▶ **Task description**: Only the lines from the one containing "self.pos += want.len_utf8();" through the one containing "return match self.peek()" should be printed, exactly as they appear below, with both ends included.

(Records excerpted from a collection)
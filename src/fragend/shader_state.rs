//! Generated shader shared between equivalent pipelines.

use std::rc::Rc;

use slotmap::new_key_type;

use super::assembler::SourceAssembler;
use crate::cache::CacheEntryKey;
use crate::driver::ShaderHandle;

new_key_type! {
    pub struct ShaderStateKey;
}

/// Lifecycle of a shader state.
///
/// `Uninitialized -> Generating -> Compiled`. A state never goes back: a
/// pipeline whose code-relevant state changes drops its reference and gets
/// a new state on the next flush.
#[derive(Debug, Default)]
pub(crate) enum ShaderPhase {
    #[default]
    Uninitialized,
    Generating(Box<SourceAssembler>),
    Compiled(CompiledShader),
}

#[derive(Debug, Clone)]
pub(crate) struct CompiledShader {
    pub shader: ShaderHandle,
    pub source: Rc<str>,
    pub source_hash: u128,
    /// `false` when the driver rejected the source.
    pub compiled: bool,
}

#[derive(Debug)]
pub(crate) struct ShaderState {
    /// Pipelines (user or template) the state is attached to.
    pub ref_count: usize,
    /// Cache entry whose template shares this state.
    pub cache_entry: Option<CacheEntryKey>,
    pub phase: ShaderPhase,
}

impl ShaderState {
    pub(crate) fn new(cache_entry: Option<CacheEntryKey>) -> Self {
        Self {
            ref_count: 0,
            cache_entry,
            phase: ShaderPhase::Uninitialized,
        }
    }

    pub(crate) fn compiled(&self) -> Option<&CompiledShader> {
        match &self.phase {
            ShaderPhase::Compiled(compiled) => Some(compiled),
            _ => None,
        }
    }
}
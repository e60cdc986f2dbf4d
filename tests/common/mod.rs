//! Shared helpers for the integration tests.

#![allow(dead_code)]

use std::cell::RefCell;
use std::rc::Rc;

use cg_pipeline::errors::{PipelineError, Result};
use cg_pipeline::{
    Context, DeviceCaps, FragendSettings, ShaderCompiler, ShaderHandle, ShaderStage,
};

/// Everything the recording compiler saw.
#[derive(Debug, Default)]
pub struct CompilerLog {
    pub created: Vec<ShaderHandle>,
    pub compiled: Vec<(ShaderHandle, String)>,
    pub deleted: Vec<ShaderHandle>,
    /// Sources containing this text fail to compile.
    pub fail_on: Option<String>,
}

impl CompilerLog {
    pub fn live_shaders(&self) -> usize {
        self.created.len() - self.deleted.len()
    }
}

/// [`ShaderCompiler`] double that records every call.
#[derive(Debug, Clone, Default)]
pub struct RecordingCompiler {
    pub log: Rc<RefCell<CompilerLog>>,
    next: Rc<RefCell<u32>>,
}

impl ShaderCompiler for RecordingCompiler {
    fn create_shader(&mut self, stage: ShaderStage) -> Result<ShaderHandle> {
        assert_eq!(stage, ShaderStage::Fragment);
        let mut next = self.next.borrow_mut();
        *next += 1;
        let handle = ShaderHandle(*next);
        self.log.borrow_mut().created.push(handle);
        Ok(handle)
    }

    fn compile(&mut self, shader: ShaderHandle, source: &str) -> Result<()> {
        let mut log = self.log.borrow_mut();
        log.compiled.push((shader, source.to_string()));
        match &log.fail_on {
            Some(needle) if source.contains(needle.as_str()) => Err(
                PipelineError::ShaderCompile(format!("0:1(1): error: rejected '{needle}'")),
            ),
            _ => Ok(()),
        }
    }

    fn delete_shader(&mut self, shader: ShaderHandle) {
        self.log.borrow_mut().deleted.push(shader);
    }
}

pub fn init_logger() {
    let _ = env_logger::builder().is_test(true).try_init();
}

pub fn context_with(settings: FragendSettings) -> (Context, Rc<RefCell<CompilerLog>>) {
    init_logger();
    let compiler = RecordingCompiler::default();
    let log = Rc::clone(&compiler.log);
    (Context::new(settings, compiler), log)
}

/// Context for a desktop GL 3.2 core device.
pub fn context() -> (Context, Rc<RefCell<CompilerLog>>) {
    context_with(FragendSettings::default())
}

pub fn context_for(caps: DeviceCaps) -> (Context, Rc<RefCell<CompilerLog>>) {
    context_with(FragendSettings {
        caps,
        ..Default::default()
    })
}
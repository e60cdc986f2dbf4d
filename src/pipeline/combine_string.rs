//! Parser for textual layer combine descriptions.
//!
//! ```text
//! RGBA = MODULATE(PREVIOUS, TEXTURE)
//! RGB  = INTERPOLATE(TEXTURE_1, PREVIOUS, CONSTANT[A])
//! A    = REPLACE(1 - PRIMARY[A])
//! ```
//!
//! A description holds either one `RGBA` statement or one `RGB` plus one `A`
//! statement, separated by whitespace, newlines or `;`. Arguments name a
//! source (`TEXTURE`, `TEXTURE_<n>`, `CONSTANT`, `PRIMARY`, `PREVIOUS`),
//! optionally prefixed with `1 -` and suffixed with a `[RGB]`, `[A]` or
//! `[RGBA]` mask.

use thiserror::Error;

use super::combine::{CombineChannel, CombineFunc, CombineOp, CombineSource, LayerCombine};

#[derive(Error, Debug, Clone, PartialEq, Eq)]
pub enum CombineStringError {
    #[error("unexpected end of combine string")]
    UnexpectedEnd,

    #[error("unexpected character '{ch}' at offset {offset}")]
    UnexpectedChar { ch: char, offset: usize },

    #[error("unknown channel mask '{0}', expected RGB, A or RGBA")]
    UnknownChannel(String),

    #[error("unknown combine function '{0}'")]
    UnknownFunction(String),

    #[error("unknown combine source '{0}'")]
    UnknownSource(String),

    #[error("{func} takes {expected} argument(s) but {found} were given")]
    WrongArgCount {
        func: String,
        expected: usize,
        found: usize,
    },

    #[error("DOT3 functions can only be used on RGB or RGBA statements")]
    Dot3OnAlpha,

    #[error("an alpha statement cannot read the [{0}] mask of a source")]
    ColorMaskInAlpha(String),

    #[error("the {0} channel is specified more than once")]
    DuplicateChannel(&'static str),

    #[error("both the RGB and A channels must be specified")]
    MissingChannel,
}

#[derive(Clone, Copy, PartialEq, Eq)]
enum Target {
    Rgb,
    Alpha,
    Rgba,
}

struct Cursor<'a> {
    text: &'a str,
    pos: usize,
}

impl<'a> Cursor<'a> {
    fn new(text: &'a str) -> Self {
        Self { text, pos: 0 }
    }

    fn skip_ws(&mut self) {
        while let Some(c) = self.peek() {
            if c.is_whitespace() || c == ';' {
                self.pos += c.len_utf8();
            } else {
                break;
            }
        }
    }

    fn peek(&self) -> Option<char> {
        self.text[self.pos..].chars().next()
    }

    fn at_end(&mut self) -> bool {
        self.skip_ws();
        self.pos >= self.text.len()
    }

    fn expect(&mut self, want: char) -> Result<(), CombineStringError> {
        self.skip_ws();
        match self.peek() {
            Some(c) if c == want => {
                self.pos += c.len_utf8();
                Ok(())
            }
            Some(ch) => Err(CombineStringError::UnexpectedChar {
                ch,
                offset: self.pos,
            }),
            None => Err(CombineStringError::UnexpectedEnd),
        }
    }

    fn eat(&mut self, want: char) -> bool {
        self.skip_ws();
        if self.peek() == Some(want) {
            self.pos += want.len_utf8();
            true
        } else {
            false
        }
    }

    fn ident(&mut self) -> Result<&'a str, CombineStringError> {
        self.skip_ws();
        let start = self.pos;
        while let Some(c) = self.peek() {
            if c.is_ascii_alphanumeric() || c == '_' {
                self.pos += 1;
            } else {
                break;
            }
        }
        if start == self.pos {
            return match self.peek() {
                Some(ch) => Err(CombineStringError::UnexpectedChar {
                    ch,
                    offset: self.pos,
                }),
                None => Err(CombineStringError::UnexpectedEnd),
            };
        }
        Ok(&self.text[start..self.pos])
    }
}

fn parse_target(name: &str) -> Result<Target, CombineStringError> {
    match name.to_ascii_uppercase().as_str() {
        "RGB" => Ok(Target::Rgb),
        "A" => Ok(Target::Alpha),
        "RGBA" => Ok(Target::Rgba),
        _ => Err(CombineStringError::UnknownChannel(name.to_string())),
    }
}

fn parse_func(name: &str) -> Result<CombineFunc, CombineStringError> {
    Ok(match name.to_ascii_uppercase().as_str() {
        "REPLACE" => CombineFunc::Replace,
        "MODULATE" => CombineFunc::Modulate,
        "ADD" => CombineFunc::Add,
        "ADD_SIGNED" => CombineFunc::AddSigned,
        "SUBTRACT" => CombineFunc::Subtract,
        "INTERPOLATE" => CombineFunc::Interpolate,
        "DOT3_RGB" => CombineFunc::Dot3Rgb,
        "DOT3_RGBA" => CombineFunc::Dot3Rgba,
        _ => return Err(CombineStringError::UnknownFunction(name.to_string())),
    })
}

fn parse_source(name: &str) -> Result<CombineSource, CombineStringError> {
    let upper = name.to_ascii_uppercase();
    Ok(match upper.as_str() {
        "TEXTURE" => CombineSource::Texture,
        "CONSTANT" => CombineSource::Constant,
        "PRIMARY" => CombineSource::PrimaryColor,
        "PREVIOUS" => CombineSource::Previous,
        _ => {
            let index = upper
                .strip_prefix("TEXTURE_")
                .and_then(|n| n.parse::<u32>().ok())
                .ok_or_else(|| CombineStringError::UnknownSource(name.to_string()))?;
            CombineSource::TextureLayer(index)
        }
    })
}

/// Parses one argument and resolves its operand for the statement target.
fn parse_arg(
    cursor: &mut Cursor<'_>,
    target: Target,
) -> Result<(CombineSource, CombineOp), CombineStringError> {
    cursor.skip_ws();
    let one_minus = if cursor.peek() == Some('1') {
        cursor.pos += 1;
        cursor.expect('-')?;
        true
    } else {
        false
    };

    let source = parse_source(cursor.ident()?)?;

    let mut read_alpha = target == Target::Alpha;
    if cursor.eat('[') {
        let mask = cursor.ident()?;
        match mask.to_ascii_uppercase().as_str() {
            "A" => read_alpha = true,
            "RGB" | "RGBA" if target == Target::Alpha => {
                return Err(CombineStringError::ColorMaskInAlpha(mask.to_string()));
            }
            "RGB" | "RGBA" => {}
            _ => return Err(CombineStringError::UnknownChannel(mask.to_string())),
        }
        cursor.expect(']')?;
    }

    let op = match (one_minus, read_alpha) {
        (false, false) => CombineOp::SrcColor,
        (true, false) => CombineOp::OneMinusSrcColor,
        (false, true) => CombineOp::SrcAlpha,
        (true, true) => CombineOp::OneMinusSrcAlpha,
    };
    Ok((source, op))
}

fn parse_statement(
    cursor: &mut Cursor<'_>,
) -> Result<(Target, CombineFunc, Vec<(CombineSource, CombineOp)>), CombineStringError> {
    let target = parse_target(cursor.ident()?)?;
    cursor.expect('=')?;

    let func_name = cursor.ident()?;
    let func = parse_func(func_name)?;
    if func.is_dot3() && target == Target::Alpha {
        return Err(CombineStringError::Dot3OnAlpha);
    }

    cursor.expect('(')?;
    let mut args = Vec::with_capacity(3);
    if !cursor.eat(')') {
        loop {
            args.push(parse_arg(cursor, target)?);
            if cursor.eat(')') {
                break;
            }
            cursor.expect(',')?;
        }
    }

    if args.len() != func.n_args() {
        return Err(CombineStringError::WrongArgCount {
            func: func_name.to_ascii_uppercase(),
            expected: func.n_args(),
            found: args.len(),
        });
    }

    Ok((target, func, args))
}

/// Alpha view of an argument list written for an `RGBA` statement.
fn alpha_args(args: &[(CombineSource, CombineOp)]) -> Vec<(CombineSource, CombineOp)> {
    args.iter()
        .map(|&(src, op)| {
            let op = if op.is_one_minus() {
                CombineOp::OneMinusSrcAlpha
            } else {
                CombineOp::SrcAlpha
            };
            (src, op)
        })
        .collect()
}

pub(crate) fn parse_combine_string(text: &str) -> Result<LayerCombine, CombineStringError> {
    let mut cursor = Cursor::new(text);
    let mut rgb: Option<CombineChannel> = None;
    let mut alpha: Option<CombineChannel> = None;

    while !cursor.at_end() {
        let (target, func, args) = parse_statement(&mut cursor)?;
        match target {
            Target::Rgba => {
                if rgb.is_some() {
                    return Err(CombineStringError::DuplicateChannel("RGB"));
                }
                if alpha.is_some() {
                    return Err(CombineStringError::DuplicateChannel("A"));
                }
                rgb = Some(CombineChannel::new(func, &args));
                alpha = Some(CombineChannel::new(func, &alpha_args(&args)));
            }
            Target::Rgb => {
                if rgb.is_some() {
                    return Err(CombineStringError::DuplicateChannel("RGB"));
                }
                rgb = Some(CombineChannel::new(func, &args));
            }
            Target::Alpha => {
                if alpha.is_some() {
                    return Err(CombineStringError::DuplicateChannel("A"));
                }
                alpha = Some(CombineChannel::new(func, &args));
            }
        }
    }

    match (rgb, alpha) {
        (Some(rgb), Some(alpha)) => Ok(LayerCombine { rgb, alpha }),
        _ => Err(CombineStringError::MissingChannel),
    }
}
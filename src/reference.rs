//! CPU evaluation of a pipeline's fragment stage.
//!
//! Computes the color the generated shader would write for one fragment,
//! given the interpolated primary color and the texel each layer samples.
//! Useful for checking generated code against expected output without a GPU.

use rustc_hash::FxHashMap;

use crate::errors::{PipelineError, Result};
use crate::pipeline::{
    CombineChannel, CombineFunc, CombineSource, PipelineGraph, PipelineHandle,
};

type Vec4 = [f32; 4];

const WHITE: Vec4 = [1.0; 4];

/// Per-fragment inputs.
#[derive(Debug, Clone, Default)]
pub struct FragmentInputs {
    pub primary_color: Vec4,
    /// Sampled texel per layer index. Layers without an entry sample opaque
    /// white.
    pub texels: FxHashMap<u32, Vec4>,
}

impl FragmentInputs {
    #[must_use]
    pub fn new(primary_color: Vec4) -> Self {
        Self {
            primary_color,
            texels: FxHashMap::default(),
        }
    }

    #[must_use]
    pub fn with_texel(mut self, layer_index: u32, texel: Vec4) -> Self {
        self.texels.insert(layer_index, texel);
        self
    }

    fn texel(&self, layer_index: u32) -> Vec4 {
        self.texels.get(&layer_index).copied().unwrap_or(WHITE)
    }
}

/// Returns the clamped output color, or `None` when the alpha test on the
/// unclamped alpha discards the fragment.
///
/// Snippets hold arbitrary GLSL, so pipelines using any are rejected.
pub fn evaluate(
    graph: &PipelineGraph,
    pipeline: PipelineHandle,
    inputs: &FragmentInputs,
) -> Result<Option<Vec4>> {
    if !graph.snippets(pipeline)?.is_empty() {
        return Err(PipelineError::SnippetsNotEvaluable);
    }

    let layers = graph.layers(pipeline)?;
    let mut previous: Option<Vec4> = None;

    for &layer in &layers {
        if !graph.layer_snippets(layer)?.is_empty() {
            return Err(PipelineError::SnippetsNotEvaluable);
        }

        let index = graph.layer_index(layer)?;
        let constant = graph.layer_combine_constant(layer)?.0;
        let combine = graph.layer_combine(layer)?;

        let source_value = |source: CombineSource| -> Result<Vec4> {
            Ok(match source {
                CombineSource::Texture => inputs.texel(index),
                CombineSource::Constant => constant,
                CombineSource::PrimaryColor => inputs.primary_color,
                CombineSource::Previous => previous.unwrap_or(inputs.primary_color),
                CombineSource::TextureLayer(n) => match graph.layer(pipeline, n)? {
                    Some(_) => inputs.texel(n),
                    None => WHITE,
                },
            })
        };

        let result = if !combine.needs_separate_channels()
            || combine.rgb.func == CombineFunc::Dot3Rgba
        {
            eval_channel(&combine.rgb, &source_value)?
        } else {
            let rgb = eval_channel(&combine.rgb, &source_value)?;
            let alpha = eval_channel(&combine.alpha, &source_value)?;
            [rgb[0], rgb[1], rgb[2], alpha[3]]
        };
        previous = Some(result);
    }

    let color = previous.unwrap_or(inputs.primary_color);

    // The test sees the unclamped output, clamping happens on write.
    let func = graph.alpha_func(pipeline)?;
    let reference = graph.alpha_func_reference(pipeline)?;
    if !func.passes(color[3], reference) {
        return Ok(None);
    }
    Ok(Some(color.map(|c| c.clamp(0.0, 1.0))))
}

/// Evaluates `channel` on all four components; the caller picks the ones it
/// needs.
fn eval_channel(
    channel: &CombineChannel,
    source_value: &dyn Fn(CombineSource) -> Result<Vec4>,
) -> Result<Vec4> {
    let mut args = [[0.0; 4]; 3];
    for (i, (source, op)) in channel.args().enumerate() {
        let mut value = source_value(source)?;
        if op.reads_alpha() {
            value = [value[3]; 4];
        }
        if op.is_one_minus() {
            value = value.map(|c| 1.0 - c);
        }
        args[i] = value;
    }
    let [a, b, c] = args;

    let out = match channel.func {
        CombineFunc::Replace => a,
        CombineFunc::Modulate => std::array::from_fn(|i| a[i] * b[i]),
        CombineFunc::Add => std::array::from_fn(|i| a[i] + b[i]),
        CombineFunc::AddSigned => std::array::from_fn(|i| a[i] + b[i] - 0.5),
        CombineFunc::Subtract => std::array::from_fn(|i| a[i] - b[i]),
        CombineFunc::Interpolate => std::array::from_fn(|i| a[i] * c[i] + b[i] * (1.0 - c[i])),
        CombineFunc::Dot3Rgb | CombineFunc::Dot3Rgba => {
            let dot = (0..3).map(|i| (a[i] - 0.5) * (b[i] - 0.5)).sum::<f32>();
            [4.0 * dot; 4]
        }
    };
    Ok(out)
}
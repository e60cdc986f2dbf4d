//! Texture combine description of a layer.
//!
//! A layer computes its output color with one [`CombineChannel`] for RGB and
//! one for alpha, in the style of the GL texture-environment combiner. Each
//! channel applies a [`CombineFunc`] to up to three arguments; every argument
//! names a [`CombineSource`] and an operand modifier ([`CombineOp`]).

use super::combine_string::{CombineStringError, parse_combine_string};

/// Arithmetic rule applied to the combine arguments.
#[derive(Debug, Clone, Copy, PartialEq, Eq, Hash)]
pub enum CombineFunc {
    /// `arg0`
    Replace,
    /// `arg0 * arg1`
    Modulate,
    /// `arg0 + arg1`
    Add,
    /// `arg0 + arg1 - 0.5`
    AddSigned,
    /// `arg0 - arg1`
    Subtract,
    /// `arg0 * arg2 + arg1 * (1 - arg2)`
    Interpolate,
    /// `4 * dot(arg0.rgb - 0.5, arg1.rgb - 0.5)` broadcast to RGB.
    Dot3Rgb,
    /// Like [`Dot3Rgb`](Self::Dot3Rgb) but also overrides the alpha channel.
    Dot3Rgba,
}

impl CombineFunc {
    /// Number of arguments the function reads.
    #[must_use]
    pub fn n_args(self) -> usize {
        match self {
            Self::Replace => 1,
            Self::Modulate
            | Self::Add
            | Self::AddSigned
            | Self::Subtract
            | Self::Dot3Rgb
            | Self::Dot3Rgba => 2,
            Self::Interpolate => 3,
        }
    }

    #[must_use]
    pub fn is_dot3(self) -> bool {
        matches!(self, Self::Dot3Rgb | Self::Dot3Rgba)
    }
}

/// Where a combine argument reads its value from.
#[derive(Debug, Clone, Copy, PartialEq, Eq, Hash)]
pub enum CombineSource {
    /// The layer's own sampled texel.
    Texture,
    /// The layer's combine constant.
    Constant,
    /// The interpolated vertex color.
    PrimaryColor,
    /// The result of the previous layer, or the primary color for the first
    /// layer.
    Previous,
    /// The texel sampled by the layer with the given layer index.
    TextureLayer(u32),
}

/// Operand modifier applied to a combine argument.
#[derive(Debug, Clone, Copy, PartialEq, Eq, Hash)]
pub enum CombineOp {
    SrcColor,
    OneMinusSrcColor,
    SrcAlpha,
    OneMinusSrcAlpha,
}

impl CombineOp {
    #[must_use]
    pub fn is_one_minus(self) -> bool {
        matches!(self, Self::OneMinusSrcColor | Self::OneMinusSrcAlpha)
    }

    #[must_use]
    pub fn reads_alpha(self) -> bool {
        matches!(self, Self::SrcAlpha | Self::OneMinusSrcAlpha)
    }
}

/// Combine function plus its arguments for one channel group.
///
/// Only the first [`CombineFunc::n_args`] entries of `sources` and `ops`
/// are meaningful.
#[derive(Debug, Clone, Copy, PartialEq, Eq, Hash)]
pub struct CombineChannel {
    pub func: CombineFunc,
    pub sources: [CombineSource; 3],
    pub ops: [CombineOp; 3],
}

impl CombineChannel {
    /// Builds a channel from the used arguments only; unused slots are
    /// normalised so that structurally identical channels compare equal.
    #[must_use]
    pub fn new(func: CombineFunc, args: &[(CombineSource, CombineOp)]) -> Self {
        let mut sources = [CombineSource::Previous; 3];
        let mut ops = [CombineOp::SrcColor; 3];
        for (i, &(src, op)) in args.iter().take(func.n_args()).enumerate() {
            sources[i] = src;
            ops[i] = op;
        }
        Self { func, sources, ops }
    }

    /// The used `(source, op)` pairs.
    pub fn args(&self) -> impl Iterator<Item = (CombineSource, CombineOp)> + '_ {
        self.sources
            .iter()
            .copied()
            .zip(self.ops.iter().copied())
            .take(self.func.n_args())
    }
}

/// Full combine state of a layer.
#[derive(Debug, Clone, Copy, PartialEq, Eq, Hash)]
pub struct LayerCombine {
    pub rgb: CombineChannel,
    pub alpha: CombineChannel,
}

impl Default for LayerCombine {
    /// `RGBA = MODULATE(PREVIOUS, TEXTURE)`
    fn default() -> Self {
        Self {
            rgb: CombineChannel::new(
                CombineFunc::Modulate,
                &[
                    (CombineSource::Previous, CombineOp::SrcColor),
                    (CombineSource::Texture, CombineOp::SrcColor),
                ],
            ),
            alpha: CombineChannel::new(
                CombineFunc::Modulate,
                &[
                    (CombineSource::Previous, CombineOp::SrcAlpha),
                    (CombineSource::Texture, CombineOp::SrcAlpha),
                ],
            ),
        }
    }
}

impl LayerCombine {
    /// Parses a combine description such as
    /// `"RGBA = MODULATE(PREVIOUS, TEXTURE)"` or
    /// `"RGB = ADD(TEXTURE, PREVIOUS[A])  A = REPLACE(PREVIOUS)"`.
    pub fn parse(description: &str) -> Result<Self, CombineStringError> {
        parse_combine_string(description)
    }

    /// Returns true when the RGB and alpha channels cannot be evaluated as a
    /// single `rgba` expression.
    #[must_use]
    pub fn needs_separate_channels(&self) -> bool {
        if self.rgb.func != self.alpha.func {
            return true;
        }

        for i in 0..self.rgb.func.n_args() {
            if self.rgb.sources[i] != self.alpha.sources[i] {
                return true;
            }
            // Reading the color or the alpha of a source is the same thing
            // for the alpha channel, so only the one-minus part must agree.
            if self.rgb.ops[i].is_one_minus() != self.alpha.ops[i].is_one_minus() {
                return true;
            }
            if !self.alpha.ops[i].reads_alpha() {
                return true;
            }
        }

        false
    }

    /// Every source referenced by either channel.
    pub fn sources(&self) -> impl Iterator<Item = CombineSource> + '_ {
        self.rgb
            .args()
            .chain(self.alpha.args())
            .map(|(src, _)| src)
    }
}

#[cfg(test)]
mod tests {
    use super::*;

    #[test]
    fn default_combine_is_unseparated() {
        assert!(!LayerCombine::default().needs_separate_channels());
    }

    #[test]
    fn different_functions_need_separation() {
        let mut combine = LayerCombine::default();
        combine.alpha = CombineChannel::new(
            CombineFunc::Replace,
            &[(CombineSource::Previous, CombineOp::SrcAlpha)],
        );
        assert!(combine.needs_separate_channels());
    }

    #[test]
    fn one_minus_mismatch_needs_separation() {
        let mut combine = LayerCombine::default();
        combine.rgb.ops[1] = CombineOp::OneMinusSrcColor;
        assert!(combine.needs_separate_channels());
    }

    #[test]
    fn rgb_reading_alpha_does_not_need_separation() {
        let mut combine = LayerCombine::default();
        combine.rgb.ops[0] = CombineOp::SrcAlpha;
        assert!(!combine.needs_separate_channels());
    }

    #[test]
    fn unused_arguments_are_normalised() {
        let a = CombineChannel::new(
            CombineFunc::Replace,
            &[
                (CombineSource::Texture, CombineOp::SrcColor),
                (CombineSource::Constant, CombineOp::SrcAlpha),
            ],
        );
        let b = CombineChannel::new(
            CombineFunc::Replace,
            &[(CombineSource::Texture, CombineOp::SrcColor)],
        );
        assert_eq!(a, b);
    }
}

▶ **Solution for this exercise**:
            self.pos += want.len_utf8();
            true
        } else {
            false
        }
    }

    fn ident(&mut self) -> Result<&'a str, CombineStringError> {
        self.skip_ws();
        let start = self.pos;
        while let Some(c) = self.peek() {
            if c.is_ascii_alphanumeric() || c == '_' {
                self.pos += 1;
            } else {
                break;
            }
        }
        if start == self.pos {
            return match self.peek() {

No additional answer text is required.